Hari Buku Nasional: Suara-Suara Pegiat Literasi

Beberapa waktu lalu sempat heboh lagi dengan data (katanya) dari UNESCO yang tersebar di internet. Kabarnya, UNESCO menyebut bahwa angka minat baca masyarakat Indonesia sangat memprihatinkan, hanya 0,001%. Artinya, dari 1.000 orang Indonesia, hanya satu orang yang rajin membaca.

Beberapa media massa hingga lintas lembaga negara mengutip informasi tersebut. Salah satunya seperti yang Kementerian Komunikasi dan Informatika (Kominfo) sampaikan di situs resmi mereka pada 10 Oktober 2017. 

Sementara pada saat bersamaan, di rentang waktu yang tidak terlalu lama, muncul hasil riset World’s Most Literate Nations (WMLN) dari Central Connecticut State University pada Maret 2016. Dari studi yang menganalisis indeks perilaku dan melek huruf tersebut, Indonesia menempati peringkat ke-60 dari 61 negara. Persis di bawah Thailand dan hanya setingkat di atas Botswana.

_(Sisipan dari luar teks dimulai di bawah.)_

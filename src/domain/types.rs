//! Boundary types shared across the consensus and risk layers.
//!
//! Temperatures are normalized to Fahrenheit on ingest; every threshold in
//! the crate (guardrails, variance cutoffs, dew-point depression) is
//! specified in °F. Wind is mph, particulates are PM2.5 µg/m³, irradiance
//! is W/m².

use serde::{Deserialize, Serialize};

/// Unit a raw source reading arrives in.
#[derive(Debug, Clone, Copy, PartialEq, Eq, Serialize, Deserialize)]
#[serde(rename_all = "lowercase")]
pub enum TemperatureUnit {
    Celsius,
    Fahrenheit,
}

/// One named source's reading at one timestamp.
///
/// Absence is a first-class state: a source that is down contributes
/// `value: None` and is excluded from consensus without raising an error.
#[derive(Debug, Clone, Serialize, Deserialize)]
pub struct SourceReading {
    pub source: String,
    pub value: Option<f64>,
    pub unit: TemperatureUnit,
}

impl SourceReading {
    pub fn fahrenheit(source: impl Into<String>, value: f64) -> Self {
        Self {
            source: source.into(),
            value: Some(value),
            unit: TemperatureUnit::Fahrenheit,
        }
    }

    pub fn celsius(source: impl Into<String>, value: f64) -> Self {
        Self {
            source: source.into(),
            value: Some(value),
            unit: TemperatureUnit::Celsius,
        }
    }

    /// A source that is down for this timestamp.
    pub fn absent(source: impl Into<String>) -> Self {
        Self {
            source: source.into(),
            value: None,
            unit: TemperatureUnit::Fahrenheit,
        }
    }

    /// The reading normalized to °F, if present.
    pub fn value_f(&self) -> Option<f64> {
        self.value.map(|v| match self.unit {
            TemperatureUnit::Fahrenheit => v,
            TemperatureUnit::Celsius => v * 9.0 / 5.0 + 32.0,
        })
    }
}

/// Already-fetched inputs for one hour of one calendar day.
///
/// Covariates arrive unit-normalized from the collaborators that did the
/// fetching; the narrative flag is matched against free-text forecasts
/// upstream and handed in as a boolean.
#[derive(Debug, Clone, Serialize, Deserialize)]
pub struct HourlyObservation {
    /// Local hour of day, 0–23.
    pub hour: u32,
    /// Per-source temperature readings for this hour.
    pub readings: Vec<SourceReading>,
    pub dewpoint_f: f64,
    pub wind_mph: f64,
    pub cloud_cover_percent: f64,
    pub pm25_ugm3: f64,
    /// Physics-model shortwave radiation for this hour, if the feed reported one.
    pub physics_radiation_wm2: Option<f64>,
    /// Whether the forecast narrative mentions fog.
    pub narrative_mentions_fog: bool,
}
/// Weighted consensus engine settings. All temperatures in °F.
#[derive(Debug, Clone, Serialize, Deserialize, Validate)]
#[serde(default)]
#[validate(schema(function = "validate_consensus"))]
pub struct ConsensusConfig {
    /// Static per-source base weights. Never mutated at evaluation time; the
    /// veto guardrail derives a transient working copy per call.
    #[validate(custom(function = "validate_weights"))]
    pub weights: BTreeMap<String, f64>,
    /// Weight assumed for a source missing from the table.
    #[validate(range(min = 0.0))]
    pub default_weight: f64,
    /// Primary deviation from the peer median beyond which the veto demotes
    /// the primary's effective weight to `veto_mid_floor`.
    #[validate(range(min = 0.0))]
    pub veto_moderate_f: f64,
    /// Deviation beyond which the primary is demoted to `veto_low_floor`.
    #[validate(range(min = 0.0))]
    pub veto_critical_f: f64,
    #[validate(range(min = 0.0))]
    pub veto_mid_floor: f64,
    #[validate(range(min = 0.0))]
    pub veto_low_floor: f64,
    /// Standard-deviation multiplier for flag-only outlier detection.
    pub outlier_stdev_k: f64,
    /// Spread below this is LOW variance.
    pub variance_low_f: f64,
    /// Spread at or above this is CRITICAL variance.
    pub variance_critical_f: f64,
    /// Scale constant for the agreement-to-confidence transform.
    pub confidence_scale_f: f64,
}

impl Default for ConsensusConfig {
    fn default() -> Self {
        let mut weights = BTreeMap::new();
        weights.insert("nowcast".to_string(), 5.0);
        weights.insert("nws".to_string(), 3.0);
        weights.insert("openweather".to_string(), 3.0);
        weights.insert("tomorrow".to_string(), 2.0);
        weights.insert("visualcrossing".to_string(), 1.0);
        Self {
            weights,
            default_weight: 1.0,
            veto_moderate_f: 6.0,
            veto_critical_f: 10.0,
            veto_mid_floor: 2.0,
            veto_low_floor: 0.5,
            outlier_stdev_k: 2.0,
            variance_low_f: 5.0,
            variance_critical_f: 10.0,
            confidence_scale_f: 2.0,
        }
    }
}

impl ConsensusConfig {
    /// Base weight for a source, falling back to `default_weight`.
    pub fn weight_for(&self, source: &str) -> f64 {
        self.weights
            .get(source)
            .copied()
            .unwrap_or(self.default_weight)
    }
}

/// Radiation fog model settings.
#[derive(Debug, Clone, Serialize, Deserialize, Validate)]
#[serde(default)]
#[validate(schema(function = "validate_fog"))]
pub struct FogConfig {
    /// Dew-point depression (°F) at which the depression factor reaches zero.
    pub dewpoint_depression_f: f64,
    /// Wind speed (mph) at which the stagnation factor reaches zero.
    pub wind_stagnation_mph: f64,
    /// Narrative fog keywords only boost a probability already above this
    /// empirically tuned cutoff.
    #[validate(range(min = 0.0, max = 1.0))]
    pub narrative_floor: f64,
    /// Fixed increment applied when the narrative reports fog.
    #[validate(range(min = 0.0, max = 1.0))]
    pub narrative_boost: f64,
    /// Ceiling for the boosted probability.
    #[validate(range(min = 0.0, max = 1.0))]
    pub narrative_cap: f64,
    /// Pre-dawn probability above which fog locks in for the day.
    #[validate(range(min = 0.0, max = 1.0))]
    pub lockin_threshold: f64,
    /// Pre-dawn window bounds, inclusive local hours.
    #[validate(range(max = 23))]
    pub predawn_start_hour: u32,
    #[validate(range(max = 23))]
    pub predawn_end_hour: u32,
}

impl Default for FogConfig {
    fn default() -> Self {
        Self {
            dewpoint_depression_f: 5.0,
            wind_stagnation_mph: 10.0,
            narrative_floor: 0.3,
            narrative_boost: 0.3,
            narrative_cap: 0.99,
            lockin_threshold: 0.8,
            predawn_start_hour: 4,
            predawn_end_hour: 8,
        }
    }
}

/// One particulate attenuation tier: the first tier whose limit is not
/// exceeded supplies the factor.
#[derive(Debug, Clone, Serialize, Deserialize)]
pub struct SmokeTier {
    pub limit_ugm3: f64,
    pub factor: f64,
}

/// Smoke attenuation tier table, scanned in ascending concentration order.
#[derive(Debug, Clone, Serialize, Deserialize, Validate)]
#[serde(default)]
#[validate(schema(function = "validate_smoke"))]
pub struct SmokeConfig {
    pub tiers: Vec<SmokeTier>,
    /// Factor applied above every tier limit.
    pub fallback_factor: f64,
}

impl Default for SmokeConfig {
    fn default() -> Self {
        Self {
            tiers: vec![
                SmokeTier { limit_ugm3: 25.0, factor: 1.0 },
                SmokeTier { limit_ugm3: 50.0, factor: 0.95 },
                SmokeTier { limit_ugm3: 100.0, factor: 0.85 },
                SmokeTier { limit_ugm3: 200.0, factor: 0.70 },
            ],
            fallback_factor: 0.50,
        }
    }
}

/// Risk classification and dampening settings for the per-hour overlay.
#[derive(Debug, Clone, Serialize, Deserialize, Validate)]
#[serde(default)]
#[validate(schema(function = "validate_overlay"))]
pub struct OverlayConfig {
    /// Sun-hours window bounds, inclusive local hours. Fog dampening only
    /// applies inside this window.
    #[validate(range(max = 23))]
    pub sun_start_hour: u32,
    #[validate(range(max = 23))]
    pub sun_end_hour: u32,
    /// Probability above which the hour is CRITICAL (active fog).
    #[validate(range(min = 0.0, max = 1.0))]
    pub fog_critical_threshold: f64,
    /// Probability above which an unlocked hour is MODERATE.
    #[validate(range(min = 0.0, max = 1.0))]
    pub fog_moderate_threshold: f64,
    /// Fraction of baseline irradiance retained under active fog.
    pub damp_critical: f64,
    /// Fraction retained under persistent stratus (locked-in fog).
    pub damp_locked: f64,
    /// Fraction retained at moderate fog risk.
    pub damp_moderate: f64,
}

impl Default for OverlayConfig {
    fn default() -> Self {
        Self {
            sun_start_hour: 8,
            sun_end_hour: 13,
            fog_critical_threshold: 0.85,
            fog_moderate_threshold: 0.5,
            damp_critical: 0.15,
            damp_locked: 0.40,
            damp_moderate: 0.70,
        }
    }
}

/// Site geometry and hybrid irradiance settings.
#[derive(Debug, Clone, Serialize, Deserialize, Validate)]
#[serde(default)]
#[validate(schema(function = "validate_solar"))]
pub struct SolarConfig {
    #[validate(range(min = -90.0, max = 90.0))]
    pub latitude_deg: f64,
    /// Nominal clear-sky peak irradiance before seasonal scaling, W/m².
    pub nominal_peak_wm2: f64,
    /// Cloud cover above which the cloud sensor can veto the physics model.
    #[validate(range(min = 0.0, max = 100.0))]
    pub cloud_veto_cover_pct: f64,
    /// The veto only fires when the physics baseline still reports more than
    /// this (a timing mismatch, not genuine sun).
    #[validate(range(min = 0.0))]
    pub cloud_veto_min_wm2: f64,
    /// Fraction of baseline retained when the cloud veto fires.
    pub cloud_veto_factor: f64,
    /// Cloud cover below which the clear-sky boost applies.
    #[validate(range(min = 0.0, max = 100.0))]
    pub clear_boost_cover_pct: f64,
    /// Fraction of clear-sky max the baseline is raised to on clear days.
    pub clear_boost_factor: f64,
    /// Linear attenuation slope for the moderate-cloud blend.
    pub blend_slope: f64,
    /// Diffuse radiation floor as a fraction of baseline.
    pub diffuse_floor: f64,
    /// Linear cloud penalty used when the physics feed is absent.
    pub fallback_cloud_slope: f64,
}

impl Default for SolarConfig {
    fn default() -> Self {
        Self {
            // Sacramento, CA: tule fog in winter, wildfire smoke in summer.
            latitude_deg: 38.58,
            nominal_peak_wm2: 1000.0,
            cloud_veto_cover_pct: 80.0,
            cloud_veto_min_wm2: 200.0,
            cloud_veto_factor: 0.30,
            clear_boost_cover_pct: 10.0,
            clear_boost_factor: 0.90,
            blend_slope: 0.5,
            diffuse_floor: 0.30,
            fallback_cloud_slope: 0.75,
        }
    }
}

Anak-anak tetangga sekitar membaca buku di teras Busa Pustaka milik Adi Sarwono via Twitter
Anak-anak tetangga sekitar membaca buku di teras Busa Pustaka milik Adi Sarwono via Twitter/adionooo

Minat Baca vs Akses Baca

Ketika saya mencoba mengkonfirmasi kepada beberapa pegiat literasi, berita yang dikutip Kominfo dan sejumlah media itu sepertinya tidak tepat. Mereka membantah. Salah satunya seperti penjelasan Lalu Abdul Fatah (34 tahun) melalui wawancara yang kami lakukan melalui surat elektronik.

“Seorang kawan saya yang juga bergerak di literasi malah terang-terangan bilang kalau berita tersebut tidak benar. Karena sampai sejauh ini pun belum menemukan dokumen resmi yang dikeluarkan UNESCO terkait tingkat minat baca kita,” jelas penulis buku Rindu Lindu (2019), Ombak Oranye (2017), dan Travelicious Lombok (2011) itu.

Jika melihat data Perpustakaan Nasional (Perpusnas), terungkap bahwa Indeks Pembangunan Literasi Masyarakat (IPLM) Indonesia sebenarnya mengalami kenaikan selama empat tahun terakhir. Mengutip pernyataan Kepala Perpusnas Muhammad Syarif Bando dalam rapat kerja dengan Komisi X DPR RI, seperti termuat dalam Media Indonesia  (14/2/2023), IPLM tahun 2022 berada pada skala 64,48 atau skor 13,55. Meningkat dari tahun 2019 pada skala 48,17 atau skor 10,12.

Meskipun begitu, nilai tersebut masih berada pada kategori sedang dan lajunya sangat lambat. Syarif menyebut beberapa penyebabnya, antara lain terhambatnya sarana prasarana dan tenaga, serta anggaran yang kurang memadai.

Alih-alih meributkan data UNESCO dan hasil riset IPLM, Fatah—sapaan akrabnya—lebih memercayai tentang tidak meratanya akses buku bacaan di Indonesia. Baginya tampak jelas ketimpangan koleksi buku perpustakaan, ragam buku, serta jumlah toko buku antara tempat tinggalnya di Lombok dengan kota-kota yang ada di Pulau Jawa. Perbedaan tersebut benar-benar ia saksikan dan rasakan sendiri setelah sempat 13 tahun merantau ke Jawa.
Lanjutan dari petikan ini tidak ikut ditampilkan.